What is required: Transcribe exactly the lines that fall between the one holding "pub trait Host: Diagnostics" and the one holding "crosshair, if any.", inclusive, from the entries below.

──────── Records supplied

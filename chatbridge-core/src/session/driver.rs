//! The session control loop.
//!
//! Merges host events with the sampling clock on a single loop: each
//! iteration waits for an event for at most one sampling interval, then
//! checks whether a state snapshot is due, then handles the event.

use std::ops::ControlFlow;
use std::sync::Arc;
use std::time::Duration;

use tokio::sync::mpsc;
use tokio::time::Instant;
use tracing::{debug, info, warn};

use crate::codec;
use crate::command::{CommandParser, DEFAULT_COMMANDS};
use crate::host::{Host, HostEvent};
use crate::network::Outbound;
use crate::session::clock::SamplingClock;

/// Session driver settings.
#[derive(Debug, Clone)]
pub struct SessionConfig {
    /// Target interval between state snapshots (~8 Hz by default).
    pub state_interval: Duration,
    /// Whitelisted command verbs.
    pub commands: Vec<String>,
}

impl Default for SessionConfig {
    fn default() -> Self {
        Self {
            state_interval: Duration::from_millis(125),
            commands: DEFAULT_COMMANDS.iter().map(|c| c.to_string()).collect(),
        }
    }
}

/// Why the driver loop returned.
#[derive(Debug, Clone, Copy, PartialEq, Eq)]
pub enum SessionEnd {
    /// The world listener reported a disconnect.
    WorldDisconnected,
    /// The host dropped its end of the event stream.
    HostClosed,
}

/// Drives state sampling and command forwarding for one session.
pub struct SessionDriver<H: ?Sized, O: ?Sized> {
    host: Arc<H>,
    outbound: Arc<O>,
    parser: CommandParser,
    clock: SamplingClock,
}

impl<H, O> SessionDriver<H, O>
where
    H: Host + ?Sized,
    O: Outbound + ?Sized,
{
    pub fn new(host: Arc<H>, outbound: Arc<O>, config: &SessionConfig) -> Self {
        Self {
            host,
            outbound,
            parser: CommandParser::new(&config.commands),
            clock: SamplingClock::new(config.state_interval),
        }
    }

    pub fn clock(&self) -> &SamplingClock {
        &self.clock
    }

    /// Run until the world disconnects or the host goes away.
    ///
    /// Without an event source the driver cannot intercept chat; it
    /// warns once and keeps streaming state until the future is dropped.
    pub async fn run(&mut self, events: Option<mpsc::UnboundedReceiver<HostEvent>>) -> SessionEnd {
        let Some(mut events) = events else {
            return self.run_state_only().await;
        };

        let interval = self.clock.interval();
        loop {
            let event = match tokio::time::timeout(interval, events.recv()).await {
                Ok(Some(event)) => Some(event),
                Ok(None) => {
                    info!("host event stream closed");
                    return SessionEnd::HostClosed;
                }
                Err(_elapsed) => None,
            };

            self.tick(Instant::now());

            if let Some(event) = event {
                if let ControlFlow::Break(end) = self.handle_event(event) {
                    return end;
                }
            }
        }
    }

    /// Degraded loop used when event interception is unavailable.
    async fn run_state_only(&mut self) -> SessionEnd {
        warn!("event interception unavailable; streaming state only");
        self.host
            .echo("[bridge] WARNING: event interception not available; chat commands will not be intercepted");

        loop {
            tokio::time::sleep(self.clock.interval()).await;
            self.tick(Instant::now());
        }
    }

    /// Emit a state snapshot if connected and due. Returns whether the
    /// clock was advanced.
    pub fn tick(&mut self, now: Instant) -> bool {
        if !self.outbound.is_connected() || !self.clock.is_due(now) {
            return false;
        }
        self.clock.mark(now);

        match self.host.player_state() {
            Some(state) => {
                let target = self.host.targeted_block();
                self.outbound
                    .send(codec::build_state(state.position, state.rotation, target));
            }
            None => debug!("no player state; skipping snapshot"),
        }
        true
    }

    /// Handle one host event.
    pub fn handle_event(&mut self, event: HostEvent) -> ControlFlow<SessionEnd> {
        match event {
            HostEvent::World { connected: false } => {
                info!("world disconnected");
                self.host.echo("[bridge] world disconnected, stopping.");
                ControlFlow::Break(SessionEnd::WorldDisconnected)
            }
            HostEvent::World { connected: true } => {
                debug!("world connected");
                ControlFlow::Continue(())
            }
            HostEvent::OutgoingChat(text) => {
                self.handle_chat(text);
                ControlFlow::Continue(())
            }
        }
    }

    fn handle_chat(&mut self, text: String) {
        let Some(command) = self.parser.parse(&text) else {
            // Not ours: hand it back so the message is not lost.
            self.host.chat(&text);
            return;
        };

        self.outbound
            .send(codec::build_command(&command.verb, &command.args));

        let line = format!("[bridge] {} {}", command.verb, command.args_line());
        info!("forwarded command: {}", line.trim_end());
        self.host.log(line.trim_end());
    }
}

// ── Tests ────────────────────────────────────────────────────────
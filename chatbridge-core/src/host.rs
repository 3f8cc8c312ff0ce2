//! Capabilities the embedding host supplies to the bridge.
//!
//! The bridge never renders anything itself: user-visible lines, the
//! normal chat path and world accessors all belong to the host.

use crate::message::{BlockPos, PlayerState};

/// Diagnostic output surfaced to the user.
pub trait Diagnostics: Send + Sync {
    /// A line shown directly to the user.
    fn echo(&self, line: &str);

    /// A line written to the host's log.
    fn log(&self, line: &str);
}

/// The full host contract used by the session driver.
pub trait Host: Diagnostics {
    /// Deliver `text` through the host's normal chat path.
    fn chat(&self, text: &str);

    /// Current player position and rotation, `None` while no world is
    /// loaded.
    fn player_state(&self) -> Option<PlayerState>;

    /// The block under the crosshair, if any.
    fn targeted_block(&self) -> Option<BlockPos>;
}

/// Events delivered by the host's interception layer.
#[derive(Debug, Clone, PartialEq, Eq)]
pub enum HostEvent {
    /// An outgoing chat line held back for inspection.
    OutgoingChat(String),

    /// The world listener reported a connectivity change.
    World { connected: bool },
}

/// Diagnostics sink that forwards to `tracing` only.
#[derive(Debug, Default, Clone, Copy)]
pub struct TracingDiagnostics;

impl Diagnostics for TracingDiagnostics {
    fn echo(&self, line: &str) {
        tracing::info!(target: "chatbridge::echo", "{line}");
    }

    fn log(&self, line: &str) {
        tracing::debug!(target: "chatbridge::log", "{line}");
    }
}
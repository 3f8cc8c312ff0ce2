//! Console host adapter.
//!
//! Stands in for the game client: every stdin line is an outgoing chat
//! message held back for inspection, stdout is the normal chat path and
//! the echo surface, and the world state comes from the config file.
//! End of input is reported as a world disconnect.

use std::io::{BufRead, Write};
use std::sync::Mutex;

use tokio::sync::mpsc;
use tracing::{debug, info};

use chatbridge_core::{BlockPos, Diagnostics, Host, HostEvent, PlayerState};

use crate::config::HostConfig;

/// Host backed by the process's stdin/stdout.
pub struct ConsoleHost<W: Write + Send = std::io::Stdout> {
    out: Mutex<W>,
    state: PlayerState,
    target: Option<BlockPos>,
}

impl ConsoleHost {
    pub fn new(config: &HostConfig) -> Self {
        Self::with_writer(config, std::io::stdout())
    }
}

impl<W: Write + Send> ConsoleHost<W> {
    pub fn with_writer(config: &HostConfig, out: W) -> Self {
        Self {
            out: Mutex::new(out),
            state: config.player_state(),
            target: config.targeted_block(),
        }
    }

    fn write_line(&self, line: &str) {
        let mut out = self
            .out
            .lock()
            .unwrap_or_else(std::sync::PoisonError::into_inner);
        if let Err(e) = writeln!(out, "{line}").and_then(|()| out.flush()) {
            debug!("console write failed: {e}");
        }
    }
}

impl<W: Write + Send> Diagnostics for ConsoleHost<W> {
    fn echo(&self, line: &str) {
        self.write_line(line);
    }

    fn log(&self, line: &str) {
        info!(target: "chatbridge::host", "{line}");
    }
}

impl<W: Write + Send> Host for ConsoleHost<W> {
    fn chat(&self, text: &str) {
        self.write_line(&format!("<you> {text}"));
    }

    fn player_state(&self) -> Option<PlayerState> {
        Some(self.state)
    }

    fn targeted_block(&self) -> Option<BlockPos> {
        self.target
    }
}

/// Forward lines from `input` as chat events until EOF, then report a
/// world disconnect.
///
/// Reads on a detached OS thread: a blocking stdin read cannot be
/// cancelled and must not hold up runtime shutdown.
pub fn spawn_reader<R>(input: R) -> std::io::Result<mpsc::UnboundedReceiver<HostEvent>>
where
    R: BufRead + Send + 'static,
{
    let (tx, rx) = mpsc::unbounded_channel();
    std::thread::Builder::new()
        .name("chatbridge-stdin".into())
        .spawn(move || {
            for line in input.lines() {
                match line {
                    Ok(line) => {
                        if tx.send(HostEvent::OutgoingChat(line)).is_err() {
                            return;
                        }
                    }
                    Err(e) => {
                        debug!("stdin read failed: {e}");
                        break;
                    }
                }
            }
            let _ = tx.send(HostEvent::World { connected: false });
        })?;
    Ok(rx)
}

────────────────
──────── Records supplied

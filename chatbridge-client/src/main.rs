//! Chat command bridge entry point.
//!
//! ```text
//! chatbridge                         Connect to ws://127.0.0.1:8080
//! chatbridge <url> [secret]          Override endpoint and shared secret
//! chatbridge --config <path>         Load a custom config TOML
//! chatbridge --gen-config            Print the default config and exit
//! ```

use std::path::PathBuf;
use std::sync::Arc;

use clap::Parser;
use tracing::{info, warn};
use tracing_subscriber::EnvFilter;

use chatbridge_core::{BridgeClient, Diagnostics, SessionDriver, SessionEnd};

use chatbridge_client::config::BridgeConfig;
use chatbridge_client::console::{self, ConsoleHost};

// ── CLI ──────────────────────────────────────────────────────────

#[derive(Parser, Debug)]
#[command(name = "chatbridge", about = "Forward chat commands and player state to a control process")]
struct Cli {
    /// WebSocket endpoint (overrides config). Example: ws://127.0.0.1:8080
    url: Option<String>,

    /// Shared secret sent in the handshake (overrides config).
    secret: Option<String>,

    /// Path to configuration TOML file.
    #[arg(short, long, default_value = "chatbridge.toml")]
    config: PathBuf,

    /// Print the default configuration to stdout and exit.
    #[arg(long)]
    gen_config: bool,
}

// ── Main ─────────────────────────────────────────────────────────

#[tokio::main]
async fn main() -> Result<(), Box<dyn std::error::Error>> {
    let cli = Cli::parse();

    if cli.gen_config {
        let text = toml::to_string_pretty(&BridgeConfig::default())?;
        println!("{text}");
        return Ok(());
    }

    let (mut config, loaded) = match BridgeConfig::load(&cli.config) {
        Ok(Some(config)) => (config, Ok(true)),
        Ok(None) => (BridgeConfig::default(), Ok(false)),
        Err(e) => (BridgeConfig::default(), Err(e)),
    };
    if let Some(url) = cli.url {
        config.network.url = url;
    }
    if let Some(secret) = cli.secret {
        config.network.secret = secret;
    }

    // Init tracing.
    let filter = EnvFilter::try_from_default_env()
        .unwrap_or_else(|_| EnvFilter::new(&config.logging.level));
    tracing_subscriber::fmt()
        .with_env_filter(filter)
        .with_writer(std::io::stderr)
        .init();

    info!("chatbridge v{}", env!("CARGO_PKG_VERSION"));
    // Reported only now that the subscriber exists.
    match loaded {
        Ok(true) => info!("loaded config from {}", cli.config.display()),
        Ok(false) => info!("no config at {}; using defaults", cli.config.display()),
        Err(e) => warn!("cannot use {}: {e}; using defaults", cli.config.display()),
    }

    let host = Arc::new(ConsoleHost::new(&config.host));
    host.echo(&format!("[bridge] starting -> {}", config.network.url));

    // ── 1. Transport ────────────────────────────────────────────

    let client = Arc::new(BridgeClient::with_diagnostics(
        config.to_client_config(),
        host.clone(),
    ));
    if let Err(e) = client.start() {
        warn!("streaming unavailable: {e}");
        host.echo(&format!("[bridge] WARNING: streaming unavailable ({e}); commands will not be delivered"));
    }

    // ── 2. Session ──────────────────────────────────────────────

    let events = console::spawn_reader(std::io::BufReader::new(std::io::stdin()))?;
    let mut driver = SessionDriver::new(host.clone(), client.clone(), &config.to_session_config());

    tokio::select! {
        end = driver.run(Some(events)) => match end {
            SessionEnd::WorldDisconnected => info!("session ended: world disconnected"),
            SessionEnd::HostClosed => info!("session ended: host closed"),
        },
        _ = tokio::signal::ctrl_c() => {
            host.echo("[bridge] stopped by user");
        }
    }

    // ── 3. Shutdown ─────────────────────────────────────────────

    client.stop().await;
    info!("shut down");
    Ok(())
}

────────────────

Response to this task:
pub trait Host: Diagnostics {
    /// Deliver `text` through the host's normal chat path.
    fn chat(&self, text: &str);

    /// Current player position and rotation, `None` while no world is
    /// loaded.
    fn player_state(&self) -> Option<PlayerState>;

    /// The block under the crosshair, if any.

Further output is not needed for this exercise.